## Problem description
Would you give the number of lines below in which the string "enum" appears? Nothing else is needed.

(Collected data entries)
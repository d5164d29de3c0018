//! Schema registry: which response shapes the client understands.
//!
//! # Design
//! Each resource or collection kind is described by a `SchemaDescriptor`: a
//! URL rule deciding whether a response belongs to it and a decode function
//! producing the typed `Payload`. Descriptors live in an ordered `Vec` and are
//! scanned linearly. Order matters: collection rules match on substring and
//! resource rules on suffix, so a URL can satisfy more than one rule and the
//! first registered descriptor wins.

use std::fmt;
use std::str::FromStr;
use std::sync::OnceLock;

use serde::{Deserialize, Serialize};

use crate::types::{
    AssignmentsIndex, LevelProgressionsIndex, ReviewStatisticsIndex, ReviewsIndex,
    StudyMaterialsIndex, SubjectsIndex, Summary, User,
};

/// One of the eight resource/collection categories the service exposes.
#[derive(Debug, Clone, Copy, PartialEq, Eq, Hash, PartialOrd, Ord, Serialize, Deserialize)]
#[serde(rename_all = "snake_case")]
pub enum Kind {
    User,
    Subjects,
    Assignments,
    ReviewStatistics,
    StudyMaterials,
    Summary,
    Reviews,
    LevelProgression,
}

impl Kind {
    /// All kinds in registration order.
    pub const ALL: [Kind; 8] = [
        Kind::User,
        Kind::Subjects,
        Kind::Assignments,
        Kind::ReviewStatistics,
        Kind::StudyMaterials,
        Kind::Summary,
        Kind::Reviews,
        Kind::LevelProgression,
    ];

    /// Path suffix appended to the API root to fetch this kind.
    pub fn path(self) -> &'static str {
        match self {
            Kind::User => "/user",
            Kind::Subjects => "/subjects",
            Kind::Assignments => "/assignments",
            Kind::ReviewStatistics => "/review_statistics",
            Kind::StudyMaterials => "/study_materials",
            Kind::Summary => "/summary",
            Kind::Reviews => "/reviews",
            Kind::LevelProgression => "/level_progression",
        }
    }

    /// Whether the endpoint answers with a paginated collection.
    pub fn is_collection(self) -> bool {
        !matches!(self, Kind::User | Kind::Summary)
    }

    /// The URL rule responses of this kind are matched with.
    pub fn rule(self) -> UrlRule {
        if self.is_collection() {
            UrlRule::Contains(self.path())
        } else {
            UrlRule::EndsWith(self.path())
        }
    }
}

impl fmt::Display for Kind {
    fn fmt(&self, f: &mut fmt::Formatter<'_>) -> fmt::Result {
        f.write_str(&self.path()[1..])
    }
}

impl FromStr for Kind {
    type Err = String;

    /// Accepts the path form with or without the leading slash.
    fn from_str(s: &str) -> Result<Self, Self::Err> {
        let name = s.trim().trim_start_matches('/');
        Kind::ALL
            .into_iter()
            .find(|kind| &kind.path()[1..] == name)
            .ok_or_else(|| format!("unknown endpoint kind: {s}"))
    }
}

/// URL matching rule. Fixed per kind, not configurable per instance.
#[derive(Debug, Clone, Copy, PartialEq, Eq)]
pub enum UrlRule {
    /// Collections: the pattern may appear anywhere (query strings follow it).
    Contains(&'static str),
    /// Single resources and reports: the URL must end with the pattern.
    EndsWith(&'static str),
}

impl UrlRule {
    pub fn matches(&self, url: &str) -> bool {
        match self {
            UrlRule::Contains(pattern) => url.contains(pattern),
            UrlRule::EndsWith(pattern) => url.ends_with(pattern),
        }
    }
}

/// A decoded response body, tagged by kind.
#[derive(Debug, Clone, PartialEq, Eq)]
pub enum Payload {
    User(User),
    Subjects(SubjectsIndex),
    Assignments(AssignmentsIndex),
    ReviewStatistics(ReviewStatisticsIndex),
    StudyMaterials(StudyMaterialsIndex),
    Summary(Summary),
    Reviews(ReviewsIndex),
    LevelProgression(LevelProgressionsIndex),
}

impl Payload {
    pub fn kind(&self) -> Kind {
        match self {
            Payload::User(_) => Kind::User,
            Payload::Subjects(_) => Kind::Subjects,
            Payload::Assignments(_) => Kind::Assignments,
            Payload::ReviewStatistics(_) => Kind::ReviewStatistics,
            Payload::StudyMaterials(_) => Kind::StudyMaterials,
            Payload::Summary(_) => Kind::Summary,
            Payload::Reviews(_) => Kind::Reviews,
            Payload::LevelProgression(_) => Kind::LevelProgression,
        }
    }
}

pub type DecodeFn = fn(&[u8]) -> Result<Payload, serde_json::Error>;

/// Immutable description of one response schema.
#[derive(Clone, Copy)]
pub struct SchemaDescriptor {
    pub kind: Kind,
    pub rule: UrlRule,
    pub decode: DecodeFn,
}

impl SchemaDescriptor {
    /// The built-in descriptor for `kind`.
    pub fn for_kind(kind: Kind) -> Self {
        let decode: DecodeFn = match kind {
            Kind::User => |b: &[u8]| serde_json::from_slice(b).map(Payload::User),
            Kind::Subjects => |b: &[u8]| serde_json::from_slice(b).map(Payload::Subjects),
            Kind::Assignments => |b: &[u8]| serde_json::from_slice(b).map(Payload::Assignments),
            Kind::ReviewStatistics => |b: &[u8]| serde_json::from_slice(b).map(Payload::ReviewStatistics),
            Kind::StudyMaterials => |b: &[u8]| serde_json::from_slice(b).map(Payload::StudyMaterials),
            Kind::Summary => |b: &[u8]| serde_json::from_slice(b).map(Payload::Summary),
            Kind::Reviews => |b: &[u8]| serde_json::from_slice(b).map(Payload::Reviews),
            Kind::LevelProgression => |b: &[u8]| serde_json::from_slice(b).map(Payload::LevelProgression),
        };
        Self {
            kind,
            rule: kind.rule(),
            decode,
        }
    }

    pub fn matches(&self, url: &str) -> bool {
        self.rule.matches(url)
    }
}

impl fmt::Debug for SchemaDescriptor {
    fn fmt(&self, f: &mut fmt::Formatter<'_>) -> fmt::Result {
        f.debug_struct("SchemaDescriptor")
            .field("kind", &self.kind)
            .field("rule", &self.rule)
            .finish_non_exhaustive()
    }
}

/// Ordered set of descriptors. Append-only; there is no removal.
#[derive(Debug, Clone, Default)]
pub struct SchemaRegistry {
    descriptors: Vec<SchemaDescriptor>,
}

impl SchemaRegistry {
    pub fn new() -> Self {
        Self::default()
    }

    /// Every built-in kind, in `Kind::ALL` order.
    pub fn standard() -> Self {
        let mut registry = Self::new();
        for kind in Kind::ALL {
            registry.register(SchemaDescriptor::for_kind(kind));
        }
        registry
    }

    /// Process-wide standard registry, built on first use.
    pub fn global() -> &'static SchemaRegistry {
        static REGISTRY: OnceLock<SchemaRegistry> = OnceLock::new();
        REGISTRY.get_or_init(SchemaRegistry::standard)
    }

    pub fn register(&mut self, descriptor: SchemaDescriptor) {
        self.descriptors.push(descriptor);
    }

    /// Descriptors in registration order.
    pub fn all(&self) -> &[SchemaDescriptor] {
        &self.descriptors
    }

    /// First descriptor whose rule matches `url`.
    pub fn find(&self, url: &str) -> Option<&SchemaDescriptor> {
        self.descriptors.iter().find(|d| d.matches(url))
    }

    pub fn len(&self) -> usize {
        self.descriptors.len()
    }

    pub fn is_empty(&self) -> bool {
        self.descriptors.is_empty()
    }
}

#[cfg(test)]
mod tests {
    use super::*;

    #[test]
    fn standard_registry_keeps_registration_order() {
        let registry = SchemaRegistry::standard();
        let kinds: Vec<Kind> = registry.all().iter().map(|d| d.kind).collect();
        assert_eq!(kinds, Kind::ALL.to_vec());
    }

    #[test]
    fn collection_rule_matches_substring() {
        let rule = Kind::Reviews.rule();
        assert!(rule.matches("https://api.example/v2/reviews"));
        assert!(rule.matches("https://api.example/v2/reviews?page_after_id=10"));
        assert!(!rule.matches("https://api.example/v2/summary"));
    }

    #[test]
    fn resource_rule_requires_suffix() {
        let rule = Kind::User.rule();
        assert!(rule.matches("https://api.example/v2/user"));
        assert!(!rule.matches("https://api.example/v2/user?x=1"));
        assert!(!rule.matches("https://api.example/v2/users/5"));
    }

    #[test]
    fn kind_parses_path_forms() {
        assert_eq!("reviews".parse::<Kind>().unwrap(), Kind::Reviews);
        assert_eq!("/level_progression".parse::<Kind>().unwrap(), Kind::LevelProgression);
        assert_eq!(" summary ".parse::<Kind>().unwrap(), Kind::Summary);
        assert!("lessons".parse::<Kind>().is_err());
    }

    #[test]
    fn kind_display_drops_leading_slash() {
        assert_eq!(Kind::ReviewStatistics.to_string(), "review_statistics");
    }

    #[test]
    fn find_returns_first_registered_match() {
        let mut registry = SchemaRegistry::new();
        registry.register(SchemaDescriptor::for_kind(Kind::Subjects));
        registry.register(SchemaDescriptor {
            kind: Kind::Summary,
            rule: UrlRule::EndsWith("/summary"),
            decode: SchemaDescriptor::for_kind(Kind::Summary).decode,
        });
        let found = registry.find("https://api.example/v2/subjects/summary").unwrap();
        assert_eq!(found.kind, Kind::Subjects);
    }

    #[test]
    fn global_registry_is_standard() {
        assert_eq!(SchemaRegistry::global().len(), Kind::ALL.len());
    }
}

## Exercise solution
3